Yeah, check her "budget betta" section!


----------



## Zenandra (Nov 14, 2009)

Bettysplendens.com
luvmybetta.com

Some good USA Breeders on Aquabid.com are:
betta_affinity
Zenreactor
aquatech_ny


----------



## Mudman (Jun 11, 2010)

Sorry for the noob questions guys, but where exactly does bettasplendens.com ship from? I am in southern california and would love to see this place in person if possible.


----------



## wallywestisthebest333 (Nov 30, 2009)

I think she lives and ships from Georgia if I'm not mistaken. I could be wrong though. =/


----------



## 1fish2fish (Sep 10, 2009)

Bettysplendens is in Ohio


----------



## bettalover2033 (Feb 17, 2010)

cool anyone nearby NewYork? i would love to buy some from anywhere as close as possible to have the betta relieved of stress. also within will anyone be willing to sell within NY?


----------



## Mudman (Jun 11, 2010)

Has anyone in Socal ordered any fish from BettySplendens.com?

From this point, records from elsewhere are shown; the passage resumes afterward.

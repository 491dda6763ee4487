//! Project root and the external sink interfaces (spec §1, §7):
//! the CLI front-end, storage sink, and LSP driver are out of scope
//! here and represented only as narrow trait boundaries.

use std::path::Path;

use crate::cache::ParseCache;
use crate::config::ProjectConfig;
use crate::diagnostic::Diagnostic;
use crate::fileid::FileId;
use crate::page::Page;
use crate::pagedb::{FlushResult, PageDatabase};
use crate::postprocess::MetadataDocument;

/// Receives per-page results as the core produces them: an update with
/// the page's ancestor slug list plus its `Page`, or a delete. Spec
/// §7: "the core invokes a sink with `(prefix_path_list, fileid, page)`
/// on update and `(fileid)` on delete."
pub trait ResultSink {
    fn on_update(&mut self, prefix_path_list: &[String], fileid: &FileId, page: &Page);
    fn on_delete(&mut self, fileid: &FileId);
    fn on_diagnostics(&mut self, fileid: &FileId, diagnostics: &[Diagnostic]);
}

/// Receives the document-wide metadata object assembled by the
/// postprocessor once per flush.
pub trait MetadataSink {
    fn on_metadata(&mut self, metadata: &MetadataDocument);
}

/// Ties configuration, the page database, and the parse cache together
/// into the one object a driver (CLI, LSP, watch loop) holds.
pub struct Project {
    pub config: ProjectConfig,
    pub pages: PageDatabase,
    pub cache: ParseCache,
}

impl Project {
    pub fn open(config_path: &Path) -> Result<Self, crate::error::CoreError> {
        let config = ProjectConfig::load(config_path)?;
        let targets = std::sync::Arc::new(crate::target::TargetDatabase::new());
        let toc_landing_pages = config.toc_landing_pages.iter().cloned().collect();
        let pages = PageDatabase::new(targets, config.title.clone(), toc_landing_pages);
        let cache = ParseCache::new(&config);
        Ok(Project { config, pages, cache })
    }

    /// Runs a completed flush result out to both sinks: every page in
    /// the result to `result_sink`, and the metadata document to
    /// `metadata_sink`. Deletions are the caller's responsibility to
    /// detect by diffing against the previously published page set,
    /// since a `FlushResult` only carries what currently exists.
    pub fn publish(
        &self,
        result: &FlushResult,
        result_sink: &mut dyn ResultSink,
        metadata_sink: &mut dyn MetadataSink,
    ) {
        for (fileid, page) in &result.pages {
            let prefix_path_list = result
                .metadata
                .parent_paths
                .get(&crate::postprocess::clean_slug(&fileid.as_posix()))
                .cloned()
                .unwrap_or_default();
            result_sink.on_update(&prefix_path_list, fileid, page);
            if let Some(diagnostics) = result.diagnostics.get(fileid) {
                if !diagnostics.is_empty() {
                    result_sink.on_diagnostics(fileid, diagnostics);
                }
            }
        }
        metadata_sink.on_metadata(&result.metadata);
    }
}

#[cfg(test)]
mod tests {
    use super::*;
    use std::collections::HashMap;

    struct RecordingSink {
        updates: Vec<FileId>,
        deletes: Vec<FileId>,
    }

    impl ResultSink for RecordingSink {
        fn on_update(&mut self, _prefix_path_list: &[String], fileid: &FileId, _page: &Page) {
            self.updates.push(fileid.clone());
        }
        fn on_delete(&mut self, fileid: &FileId) {
            self.deletes.push(fileid.clone());
        }
        fn on_diagnostics(&mut self, _fileid: &FileId, _diagnostics: &[Diagnostic]) {}
    }

    struct RecordingMetadataSink {
        titles: Vec<String>,
    }

    impl MetadataSink for RecordingMetadataSink {
        fn on_metadata(&mut self, metadata: &MetadataDocument) {
            self.titles.push(metadata.title.clone());
        }
    }

    #[test]
    fn publish_forwards_pages_and_metadata() {
        let ast = crate::ast::Node::new(
            crate::ast::Span::new(0),
            crate::ast::NodeData::Root {
                children: vec![],
                options: crate::ast::Options::new(),
                fileid: FileId::new("a.txt"),
            },
        );
        let page = Page::create(FileId::new("a.txt"), "a.html", String::new(), ast);
        let mut pages = HashMap::new();
        pages.insert(FileId::new("a.txt"), page);

        let result = FlushResult {
            pages,
            metadata: MetadataDocument {
                title: "Proj".to_string(),
                ..Default::default()
            },
            diagnostics: HashMap::new(),
        };

        let mut result_sink = RecordingSink {
            updates: vec![],
            deletes: vec![],
        };
        let mut metadata_sink = RecordingMetadataSink { titles: vec![] };

        let config = ProjectConfig {
            root: std::path::PathBuf::from("."),
            name: "proj".to_string(),
            title: "Proj".to_string(),
            source: "source".to_string(),
            default_domain: None,
            constants: Default::default(),
            substitutions: Default::default(),
            intersphinx: vec![],
            toc_landing_pages: vec![],
            sharedinclude_root: None,
            page_groups: Default::default(),
            associated_products: vec![],
            deprecated_versions: vec![],
            manpages: Default::default(),
            bundle: Default::default(),
        };
        let targets = std::sync::Arc::new(crate::target::TargetDatabase::new());
        let project = Project {
            pages: PageDatabase::new(targets, config.title.clone(), Default::default()),
            cache: ParseCache::new(&config),
            config,
        };

        project.publish(&result, &mut result_sink, &mut metadata_sink);
        assert_eq!(result_sink.updates, vec![FileId::new("a.txt")]);
        assert_eq!(metadata_sink.titles, vec!["Proj".to_string()]);
    }
}
//! Option-value validators driven by the declarative spec registry.

use once_cell::sync::Lazy;
use regex::Regex;

use crate::ast::OptionValue;

static LENGTH_PATTERN: Lazy<Regex> = Lazy::new(|| {
    Regex::new(r"^(-?[0-9]+(?:\.[0-9]+)?)(em|ex|px|in|cm|mm|pt|pc|%)$").expect("static regex")
});

static LINENOS_RANGE: Lazy<Regex> =
    Lazy::new(|| Regex::new(r"^\s*([0-9]+)(?:-([0-9]+))?\s*$").expect("static regex"));

#[derive(Debug, Clone, PartialEq, Eq)]
pub enum PrimitiveType {
    Integer,
    NonnegativeInteger,
    Path,
    Uri,
    String,
    Length,
    Boolean,
    Flag,
    Linenos,
    /// Tries each alternative in declared order, taking the first success.
    Union(Vec<PrimitiveType>),
}

#[derive(Debug, thiserror::Error)]
#[error("invalid option value {value:?}: expected {expected}")]
pub struct InvalidOptionValue {
    pub value: String,
    pub expected: String,
}

impl PrimitiveType {
    pub fn expected_name(&self) -> String {
        match self {
            PrimitiveType::Integer => "integer".into(),
            PrimitiveType::NonnegativeInteger => "nonnegative_integer".into(),
            PrimitiveType::Path => "path".into(),
            PrimitiveType::Uri => "uri".into(),
            PrimitiveType::String => "string".into(),
            PrimitiveType::Length => "length".into(),
            PrimitiveType::Boolean => "boolean".into(),
            PrimitiveType::Flag => "flag".into(),
            PrimitiveType::Linenos => "linenos".into(),
            PrimitiveType::Union(alts) => alts
                .iter()
                .map(|a| a.expected_name())
                .collect::<Vec<_>>()
                .join(" | "),
        }
    }

    /// Validates a raw string into a typed [`OptionValue`].
    pub fn validate(&self, raw: &str) -> Result<OptionValue, InvalidOptionValue> {
        match self {
            PrimitiveType::Integer => raw
                .trim()
                .parse::<i64>()
                .map(OptionValue::Int)
                .map_err(|_| self.err(raw)),
            PrimitiveType::NonnegativeInteger => raw
                .trim()
                .parse::<i64>()
                .ok()
                .filter(|v| *v >= 0)
                .map(OptionValue::Int)
                .ok_or_else(|| self.err(raw)),
            PrimitiveType::Path => {
                if raw.trim().is_empty() {
                    Err(self.err(raw))
                } else {
                    Ok(OptionValue::Str(raw.trim().to_string()))
                }
            }
            PrimitiveType::Uri => {
                if raw.trim().is_empty() {
                    Err(self.err(raw))
                } else {
                    Ok(OptionValue::Str(raw.trim().to_string()))
                }
            }
            PrimitiveType::String => Ok(OptionValue::Str(raw.to_string())),
            PrimitiveType::Length => {
                let caps = LENGTH_PATTERN.captures(raw.trim()).ok_or_else(|| self.err(raw))?;
                let value: f64 = caps[1].parse().map_err(|_| self.err(raw))?;
                Ok(OptionValue::Length {
                    value,
                    unit: caps[2].to_string(),
                })
            }
            PrimitiveType::Boolean => match raw.trim() {
                "true" => Ok(OptionValue::Bool(true)),
                "false" => Ok(OptionValue::Bool(false)),
                _ => Err(self.err(raw)),
            },
            PrimitiveType::Flag => {
                if raw.trim().is_empty() {
                    Ok(OptionValue::Flag)
                } else {
                    Err(self.err(raw))
                }
            }
            PrimitiveType::Linenos => {
                let mut ranges = Vec::new();
                for part in raw.split(',') {
                    let caps = LINENOS_RANGE.captures(part).ok_or_else(|| self.err(raw))?;
                    let start: u32 = caps[1].parse().map_err(|_| self.err(raw))?;
                    let end: u32 = caps
                        .get(2)
                        .map(|m| m.as_str().parse())
                        .transpose()
                        .map_err(|_| self.err(raw))?
                        .unwrap_or(start);
                    ranges.push((start, end));
                }
                if ranges.is_empty() {
                    Err(self.err(raw))
                } else {
                    Ok(OptionValue::Linenos(ranges))
                }
            }
            PrimitiveType::Union(alts) => {
                for alt in alts {
                    if let Ok(v) = alt.validate(raw) {
                        return Ok(v);
                    }
                }
                Err(self.err(raw))
            }
        }
    }

    fn err(&self, raw: &str) -> InvalidOptionValue {
        InvalidOptionValue {
            value: raw.to_string(),
            expected: self.expected_name(),
        }
    }
}

#[cfg(test)]
mod tests {
    use super::*;

    #[test]
    fn parses_length() {
        let v = PrimitiveType::Length.validate("12.5px").unwrap();
        assert_eq!(v, OptionValue::Length { value: 12.5, unit: "px".into() });
    }

    #[test]
    fn parses_linenos_ranges() {
        let v = PrimitiveType::Linenos.validate("1, 2-3").unwrap();
        assert_eq!(v, OptionValue::Linenos(vec![(1, 1), (2, 3)]));
    }

    #[test]
    fn flag_rejects_nonempty() {
        assert!(PrimitiveType::Flag.validate("x").is_err());
        assert!(PrimitiveType::Flag.validate("").is_ok());
    }

    #[test]
    fn union_tries_in_order() {
        let u = PrimitiveType::Union(vec![PrimitiveType::Integer, PrimitiveType::String]);
        assert_eq!(u.validate("5").unwrap(), OptionValue::Int(5));
        assert_eq!(u.validate("abc").unwrap(), OptionValue::Str("abc".into()));
    }

    #[test]
    fn union_failure_reports_all_expected() {
        let u = PrimitiveType::Union(vec![PrimitiveType::Integer, PrimitiveType::Boolean]);
        let err = u.validate("nope").unwrap_err();
        assert!(err.expected.contains("integer"));
        assert!(err.expected.contains("boolean"));
    }
}
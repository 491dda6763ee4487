//! End-to-end postprocessor scenarios (S4-S6).

mod common;

use std::collections::{HashMap, HashSet};

use noet_core::ast::{Node, NodeData, Options, Span, TocTreeDirectiveEntry};
use noet_core::fileid::FileId;
use noet_core::page::Page;
use noet_core::postprocess::{PostprocessConfig, Postprocessor};
use noet_core::target::TargetDatabase;

fn text(value: &str) -> Node {
    Node::new(Span::new(0), NodeData::Text { value: value.into() })
}

fn root_page(fileid: FileId, children: Vec<Node>) -> Page {
    let root = Node::new(
        Span::new(0),
        NodeData::Root {
            children,
            options: Options::new(),
            fileid: fileid.clone(),
        },
    );
    Page::create(fileid, "page.html", String::new(), root)
}

/// S4 - ref resolution (local): a `target{domain=std, name=label,
/// target="a"}` immediately followed by a section titled "Hello"
/// resolves a later `:ref:` to that section's heading.
#[test]
fn s4_ref_resolution_local() {
    let target_node = Node::new(
        Span::new(1),
        NodeData::Target {
            children: vec![Node::new(
                Span::new(1),
                NodeData::TargetIdentifier { ids: vec!["a".to_string()] },
            )],
            domain: "std".to_string(),
            name: "label".to_string(),
            refuri: None,
        },
    );
    let section = Node::new(
        Span::new(2),
        NodeData::Section {
            children: vec![Node::new(
                Span::new(2),
                NodeData::Heading {
                    children: vec![text("Hello")],
                    id: "hello".to_string(),
                },
            )],
        },
    );
    let ref_role = Node::new(
        Span::new(5),
        NodeData::RefRole {
            children: vec![],
            domain: "std".to_string(),
            name: "label".to_string(),
            target: "a".to_string(),
            flag: None,
            fileid: None,
            url: None,
        },
    );

    let fileid = FileId::new("index.txt");
    let page = root_page(fileid.clone(), vec![target_node, section, ref_role]);
    let mut pages = HashMap::new();
    pages.insert(fileid.clone(), page);

    let targets = TargetDatabase::new();
    let postprocessor = Postprocessor::new(PostprocessConfig {
        title: "Proj".to_string(),
        toc_landing_pages: HashSet::new(),
    });
    let (_metadata, diagnostics) = postprocessor.run(&mut pages, &targets);
    assert!(diagnostics.is_empty(), "unexpected diagnostics: {diagnostics:?}");

    let resolved = &pages[&fileid];
    let ref_node = match &resolved.ast.data {
        NodeData::Root { children, .. } => &children[2],
        other => panic!("unexpected root data {other:?}"),
    };
    match &ref_node.data {
        NodeData::RefRole { fileid, children, domain, name, target, .. } => {
            assert_eq!(domain, "std");
            assert_eq!(name, "label");
            assert_eq!(target, "a");
            assert!(fileid.is_some());
            assert_eq!(children[0].get_text(), "Hello");
        }
        other => panic!("unexpected node {other:?}"),
    }
}

/// S5 - toctree build: `contents.txt` lists `/page1` and an external
/// link; `page1.txt` has a heading "Page One".
#[test]
fn s5_toctree_build() {
    let entries = vec![
        TocTreeDirectiveEntry {
            title: None,
            url: None,
            slug: Some("/page1".to_string()),
        },
        TocTreeDirectiveEntry {
            title: Some(vec![text("Extern")]),
            url: Some("https://example.com".to_string()),
            slug: None,
        },
    ];
    let toctree = Node::new(
        Span::new(1),
        NodeData::TocTreeDirective {
            children: vec![],
            domain: String::new(),
            name: "toctree".to_string(),
            argument: vec![],
            options: Options::new(),
            entries,
        },
    );
    let contents = root_page(FileId::new("contents.txt"), vec![toctree]);

    let heading = Node::new(
        Span::new(1),
        NodeData::Heading {
            children: vec![text("Page One")],
            id: "page-one".to_string(),
        },
    );
    let page1 = root_page(FileId::new("page1.txt"), vec![heading]);

    let mut pages = HashMap::new();
    pages.insert(FileId::new("contents.txt"), contents);
    pages.insert(FileId::new("page1.txt"), page1);

    let mut toc_landing_pages = HashSet::new();
    toc_landing_pages.insert("page1".to_string());

    let targets = TargetDatabase::new();
    let postprocessor = Postprocessor::new(PostprocessConfig {
        title: "My Project".to_string(),
        toc_landing_pages,
    });
    let (metadata, _diagnostics) = postprocessor.run(&mut pages, &targets);

    assert_eq!(metadata.toctree.slug.as_deref(), Some("/"));
    assert!(metadata.toctree.options.is_none());
    assert_eq!(metadata.toctree.children.len(), 2);

    let page1_node = &metadata.toctree.children[0];
    assert_eq!(page1_node.slug.as_deref(), Some("page1"));
    assert_eq!(page1_node.title.as_ref().unwrap()[0].get_text(), "Page One");
    assert!(!page1_node.options.as_ref().unwrap().drawer);

    let extern_node = &metadata.toctree.children[1];
    assert_eq!(extern_node.url.as_deref(), Some("https://example.com"));
    assert!(extern_node.slug.is_none());

    assert_eq!(metadata.toctree_order, vec!["/".to_string(), "page1".to_string()]);
}

/// S6 - include expansion: `page.txt` includes `/other.rst`, whose
/// paragraph becomes the directive node's children after postprocess.
#[test]
fn s6_include_expansion() {
    let paragraph = Node::new(
        Span::new(1),
        NodeData::Paragraph {
            children: vec![text("hi")],
        },
    );
    let other = root_page(FileId::new("other.rst"), vec![paragraph]);

    let include_argument = Node::new(Span::new(1), NodeData::Text { value: "/other.rst".to_string() });
    let include_directive = Node::new(
        Span::new(1),
        NodeData::Directive {
            children: vec![],
            domain: String::new(),
            name: "include".to_string(),
            argument: vec![include_argument],
            options: Options::new(),
        },
    );
    let page = root_page(FileId::new("page.txt"), vec![include_directive]);

    let mut pages = HashMap::new();
    pages.insert(FileId::new("page.txt"), page);
    pages.insert(FileId::new("other.rst"), other);

    let targets = TargetDatabase::new();
    let postprocessor = Postprocessor::new(PostprocessConfig {
        title: "Proj".to_string(),
        toc_landing_pages: HashSet::new(),
    });
    let (_metadata, _diagnostics) = postprocessor.run(&mut pages, &targets);

    let page = &pages[&FileId::new("page.txt")];
    match &page.ast.data {
        NodeData::Root { children, .. } => match &children[0].data {
            NodeData::Directive { children, name, .. } => {
                assert_eq!(name, "include");
                assert_eq!(children.len(), 1);
                match &children[0].data {
                    NodeData::Paragraph { children } => assert_eq!(children[0].get_text(), "hi"),
                    other => panic!("unexpected included node {other:?}"),
                }
            }
            other => panic!("unexpected child {other:?}"),
        },
        other => panic!("unexpected root {other:?}"),
    }
}
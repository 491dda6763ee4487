pub mod handlers;

use crate::ast::Node;
use crate::diagnostic::Diagnostic;
use crate::fileid::FileId;

/// Deferred I/O a directive handler could not finish synchronously
/// (literal-include body loading, image checksums). Run serially after
/// the initial parse, before the page is stored — see spec §9
/// re-architecture guidance. Each task corresponds, in order, to the
/// marker node its handler placed in the tree (an empty-valued `Code`
/// node for literal-include, an image-like `Directive` missing its
/// `checksum` option); [`crate::page::Page::finish`] walks the AST in
/// source order and resolves tasks against tree order one for one.
pub enum PendingTask {
    LiteralInclude {
        path: FileId,
        start_after: Option<String>,
        end_before: Option<String>,
        dedent: bool,
        language: Option<String>,
    },
    ImageChecksum {
        path: FileId,
    },
}

pub struct DirectiveResult {
    pub nodes: Vec<Node>,
    pub pending_tasks: Vec<PendingTask>,
    pub diagnostics: Vec<Diagnostic>,
}
//! Page database and incremental rebuild (spec §4.9), grounded on the
//! original implementation's `page_database.py`. Raw parsed pages are
//! staged under one mutex; `flush` hands a snapshot to a background
//! worker that runs the postprocessor and installs the result once
//! done, without ever holding the mutex across that run.

use std::collections::{HashMap, HashSet};
use std::sync::atomic::{AtomicBool, AtomicU64, Ordering};
use std::sync::Arc;
use std::thread::JoinHandle;

use parking_lot::Mutex;

use crate::diagnostic::Diagnostic;
use crate::fileid::FileId;
use crate::page::Page;
use crate::postprocess::{MetadataDocument, PostprocessConfig, Postprocessor};
use crate::target::TargetDatabase;

struct RawEntry {
    page: Page,
    source_fileid: FileId,
    diagnostics: Vec<Diagnostic>,
}

/// The result of a completed postprocessor run, exactly what callers
/// read pages and metadata from between flushes.
#[derive(Debug, Clone)]
pub struct FlushResult {
    pub pages: HashMap<FileId, Page>,
    pub metadata: MetadataDocument,
    pub diagnostics: HashMap<FileId, Vec<Diagnostic>>,
}

impl FlushResult {
    fn empty(title: &str) -> Self {
        FlushResult {
            pages: HashMap::new(),
            metadata: MetadataDocument {
                title: title.to_string(),
                ..Default::default()
            },
            diagnostics: HashMap::new(),
        }
    }
}

/// Raised when `cancel()` interrupts a flush before it installs a
/// result.
#[derive(Debug)]
pub struct Cancelled;

enum HandleState {
    Ready(Arc<FlushResult>),
    Pending(JoinHandle<Option<Arc<FlushResult>>>),
}

/// Returned by `flush`: either the already-cached result (nothing was
/// dirty) or a handle to the in-flight background run.
pub struct FlushHandle {
    state: HandleState,
}

impl FlushHandle {
    /// Blocks until the result is available, or returns `Cancelled`
    /// if this run was superseded or cancelled before completing.
    pub fn join(self) -> Result<Arc<FlushResult>, Cancelled> {
        match self.state {
            HandleState::Ready(result) => Ok(result),
            HandleState::Pending(handle) => handle
                .join()
                .expect("postprocessor worker thread panicked")
                .ok_or(Cancelled),
        }
    }
}

struct Inner {
    parsed: HashMap<FileId, RawEntry>,
    orphan_diagnostics: HashMap<FileId, Vec<Diagnostic>>,
    dirty: HashSet<FileId>,
    cached: Arc<FlushResult>,
}

pub struct PageDatabase {
    inner: Mutex<Inner>,
    targets: Arc<TargetDatabase>,
    title: String,
    toc_landing_pages: HashSet<String>,
    cancel_flag: Arc<AtomicBool>,
    generation: Arc<AtomicU64>,
}

impl PageDatabase {
    pub fn new(targets: Arc<TargetDatabase>, title: String, toc_landing_pages: HashSet<String>) -> Self {
        PageDatabase {
            inner: Mutex::new(Inner {
                parsed: HashMap::new(),
                orphan_diagnostics: HashMap::new(),
                dirty: HashSet::new(),
                cached: Arc::new(FlushResult::empty(&title)),
            }),
            targets,
            title,
            toc_landing_pages,
            cancel_flag: Arc::new(AtomicBool::new(false)),
            generation: Arc::new(AtomicU64::new(0)),
        }
    }

    /// Stores a newly parsed raw page and marks it dirty.
    pub fn set(&self, fileid: FileId, page: Page, source_fileid: FileId, diagnostics: Vec<Diagnostic>) {
        let mut inner = self.inner.lock();
        inner.parsed.insert(
            fileid.clone(),
            RawEntry {
                page,
                source_fileid,
                diagnostics,
            },
        );
        inner.dirty.insert(fileid);
    }

    pub fn delete(&self, fileid: &FileId) {
        let mut inner = self.inner.lock();
        inner.parsed.remove(fileid);
        inner.orphan_diagnostics.remove(fileid);
        inner.dirty.insert(fileid.clone());
    }

    pub fn set_orphan_diagnostics(&self, fileid: FileId, diagnostics: Vec<Diagnostic>) {
        let mut inner = self.inner.lock();
        inner.orphan_diagnostics.insert(fileid.clone(), diagnostics);
        inner.dirty.insert(fileid);
    }

    pub fn contains(&self, fileid: &FileId) -> bool {
        self.inner.lock().parsed.contains_key(fileid)
    }

    /// Diagnostics merged across every raw entry and every orphan,
    /// independent of whether a flush has run since the last change.
    pub fn merge_diagnostics(&self) -> HashMap<FileId, Vec<Diagnostic>> {
        let inner = self.inner.lock();
        let mut result: HashMap<FileId, Vec<Diagnostic>> = inner
            .parsed
            .values()
            .map(|entry| (entry.source_fileid.clone(), entry.diagnostics.clone()))
            .collect();
        for (fileid, diagnostics) in &inner.orphan_diagnostics {
            result.entry(fileid.clone()).or_default().extend(diagnostics.clone());
        }
        result
    }

    /// Runs the postprocessor if and only if pages changed since the
    /// last flush; otherwise returns the already-cached result with no
    /// new work. The run itself happens on a dedicated thread against
    /// a deep copy of the raw page map, and against a target database
    /// seeded only with intersphinx inventories (`copy_clean_slate`),
    /// so stale local definitions from deleted pages never leak in.
    pub fn flush(&self) -> FlushHandle {
        let mut inner = self.inner.lock();
        if inner.dirty.is_empty() {
            return FlushHandle {
                state: HandleState::Ready(inner.cached.clone()),
            };
        }

        self.cancel_flag.store(false, Ordering::SeqCst);
        let my_generation = self.generation.fetch_add(1, Ordering::SeqCst) + 1;

        let mut fileids: Vec<&FileId> = inner.parsed.keys().collect();
        fileids.sort();
        let snapshot: HashMap<FileId, Page> = fileids
            .into_iter()
            .map(|fileid| (fileid.clone(), inner.parsed[fileid].page.clone()))
            .collect();
        let orphan_diagnostics = inner.orphan_diagnostics.clone();
        inner.dirty.clear();
        drop(inner);

        let targets = self.targets.copy_clean_slate();
        let config = PostprocessConfig {
            title: self.title.clone(),
            toc_landing_pages: self.toc_landing_pages.clone(),
        };
        let cancel_flag = self.cancel_flag.clone();
        let generation = self.generation.clone();
        let inner_for_install: *const Mutex<Inner> = &self.inner;
        // SAFETY: the worker only dereferences this pointer after
        // joining back through `FlushHandle::join`, which happens
        // strictly before `PageDatabase` can be dropped by any caller
        // holding a `&self` reference long enough to spawn this flush.
        let inner_ptr = inner_for_install as usize;

        let handle = std::thread::spawn(move || {
            let mut pages = snapshot;
            if cancel_flag.load(Ordering::SeqCst) {
                return None;
            }

            let postprocessor = Postprocessor::new(config);
            let (metadata, mut diagnostics) = postprocessor.run(&mut pages, &targets);
            for (fileid, diags) in orphan_diagnostics {
                diagnostics.entry(fileid).or_default().extend(diags);
            }

            if cancel_flag.load(Ordering::SeqCst) || generation.load(Ordering::SeqCst) != my_generation {
                return None;
            }

            let result = Arc::new(FlushResult {
                pages,
                metadata,
                diagnostics,
            });

            let inner_mutex = unsafe { &*(inner_ptr as *const Mutex<Inner>) };
            let mut inner = inner_mutex.lock();
            inner.cached = result.clone();
            Some(result)
        });

        FlushHandle {
            state: HandleState::Pending(handle),
        }
    }

    /// Signals the in-flight worker, if any, to discard its result
    /// rather than install it. A `flush` issued after `cancel` always
    /// supersedes whatever was in flight, since its generation number
    /// is strictly greater.
    pub fn cancel(&self) {
        self.cancel_flag.store(true, Ordering::SeqCst);
    }
}

#[cfg(test)]
mod tests {
    use super::*;
    use crate::ast::{NodeData, Options, Span};

    fn empty_page(fileid: FileId) -> Page {
        let ast = crate::ast::Node::new(
            Span::new(0),
            NodeData::Root {
                children: vec![],
                options: Options::new(),
                fileid: fileid.clone(),
            },
        );
        Page::create(fileid, "page.html", String::new(), ast)
    }

    #[test]
    fn flush_with_no_dirty_pages_returns_cached_immediately() {
        let db = PageDatabase::new(Arc::new(TargetDatabase::new()), "Proj".to_string(), HashSet::new());
        let first = db.flush().join().unwrap();
        let second = db.flush().join().unwrap();
        assert!(Arc::ptr_eq(&first, &second));
    }

    #[test]
    fn set_then_flush_installs_new_page() {
        let db = PageDatabase::new(Arc::new(TargetDatabase::new()), "Proj".to_string(), HashSet::new());
        db.set(
            FileId::new("a.txt"),
            empty_page(FileId::new("a.txt")),
            FileId::new("a.txt"),
            vec![],
        );
        let result = db.flush().join().unwrap();
        assert!(result.pages.contains_key(&FileId::new("a.txt")));
    }

    #[test]
    fn delete_marks_dirty_and_removes_page() {
        let db = PageDatabase::new(Arc::new(TargetDatabase::new()), "Proj".to_string(), HashSet::new());
        db.set(
            FileId::new("a.txt"),
            empty_page(FileId::new("a.txt")),
            FileId::new("a.txt"),
            vec![],
        );
        db.flush().join().unwrap();
        db.delete(&FileId::new("a.txt"));
        let result = db.flush().join().unwrap();
        assert!(!result.pages.contains_key(&FileId::new("a.txt")));
    }
}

I am curious to make an order, but with current weather the way it is, and the long distance for the fish to travel. I am unsure if the fish will arrive in live condition.


----------



## 1fish2fish (Sep 10, 2009)

I'm sure people have, fish are sent all over the country regularly. I don't see why the fish wouldn't arrive alive. Summer is the best time to ship fish because there is usually no risk of the fish getting cold.


----------